Design Perspective on Mass Effect 3 Ending (Spoilers)

In the time since launch there has been a lot of discussion about the way Mass Effect 3 ends from a narrative perspective, but from what I have seen, not a lot of discussion about the game design around the ending (or the game design in general). Since I'm currently caught in the loving grasp of ME3's multiplayer, I have been thinking about the game daily, and wanted to put out some thoughts on the ending from this perspective.

Below are end game spoilers for all Mass Effect games!

The first piece I want to mention is the run towards the conduit.

In a direct callback to the end of the original Mass Effect, Shepard is tasked with trying to make it through a conduit to the Citadel under great duress. I thought this was a great moment, that was well executed. In the first game, we are barreling towards the conduit in the Mako, hot on Saren's tail. In that sequence the pressure comes so much from any threat of death, but from the countdown until the conduit closes forever.
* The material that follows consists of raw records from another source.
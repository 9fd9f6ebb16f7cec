//! Fallback provider: a trusted, local source of sample questions used when no
//! completion could be obtained at all. Output bypasses the validator, so every
//! implementation must already satisfy the assessment contract.

use serde_json::Map;

use crate::assessment::generator::AssessmentRequest;
use crate::models::question::Question;

pub trait FallbackProvider: Send + Sync {
    fn sample_questions(&self, request: &AssessmentRequest, topic: &str) -> Vec<Question>;
}

/// Five hand-authored general software questions, prefixed with the topic or
/// job title so the candidate sees what the assessment was meant to cover.
pub struct StaticSampleProvider;

const SAMPLES: [(&str, [&str; 4], u8, &str); 5] = [
    (
        "What is the primary benefit of using a statically typed language?",
        [
            "Type errors are caught before runtime",
            "Programs always run faster",
            "Binaries are always smaller",
            "It removes the need for tests",
        ],
        0,
        "Static type checking surfaces a whole class of errors during development, before the code ever runs.",
    ),
    (
        "What is the purpose of a side-effect hook such as React's useEffect?",
        [
            "To create new components",
            "To run side effects after rendering",
            "To style components",
            "To route between pages",
        ],
        1,
        "Effect hooks run work such as data fetching or subscriptions after the component has rendered.",
    ),
    (
        "Which HTTP status code indicates that a requested resource was not found?",
        ["200", "301", "404", "500"],
        2,
        "404 Not Found means the server could not locate the requested resource.",
    ),
    (
        "What does an index on a database column primarily improve?",
        [
            "Write throughput",
            "Disk usage",
            "Schema flexibility",
            "Lookup speed for queries filtering on that column",
        ],
        3,
        "An index lets the database locate matching rows without scanning the whole table.",
    ),
    (
        "Which practice best protects an API key used by a backend service?",
        [
            "Reading it from server-side configuration",
            "Embedding it in client-side JavaScript",
            "Committing it to the repository",
            "Passing it as a URL query parameter",
        ],
        0,
        "Secrets belong in server-side configuration where clients and version control never see them.",
    ),
];

impl FallbackProvider for StaticSampleProvider {
    fn sample_questions(&self, request: &AssessmentRequest, topic: &str) -> Vec<Question> {
        let label = request
            .job_title
            .as_deref()
            .map(str::trim)
            .filter(|t| !t.is_empty())
            .unwrap_or(topic);

        SAMPLES
            .iter()
            .enumerate()
            .map(|(i, (question, options, correct_answer, explanation))| {
                // Even indices carry the topic, odd ones the job title.
                let prefix = if i % 2 == 0 { topic } else { label };
                Question {
                    question: format!("{prefix}: {question}"),
                    options: options.iter().map(|o| o.to_string()).collect(),
                    correct_answer: *correct_answer,
                    explanation: explanation.to_string(),
                    extra: Map::new(),
                }
            })
            .collect()
    }
}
The experience the player ends up having is a seat-of-their-pants sprint towards a goal, with a need to go faster, and damn the consequences. In fact, once we make it through, the Mako is destroyed and cast off. We know we won't be needing it again.

When we are racing towards the conduit in Mass Effect 3, the callback gives veteran players a sense of coming full circle. We know from prior experience that the end is near, and it is time to go all-out. What is great about this moment is that, this time, there is no explicit counter. The pressure comes from the fact that we are not in the Mako, but on foot, with allies being disintegrated and blown up left and right. The sense of danger is very high - especially for those players that remember the first game. We aren't in a tank this time. We are exposed and vulnerable. And Harbinger is coming.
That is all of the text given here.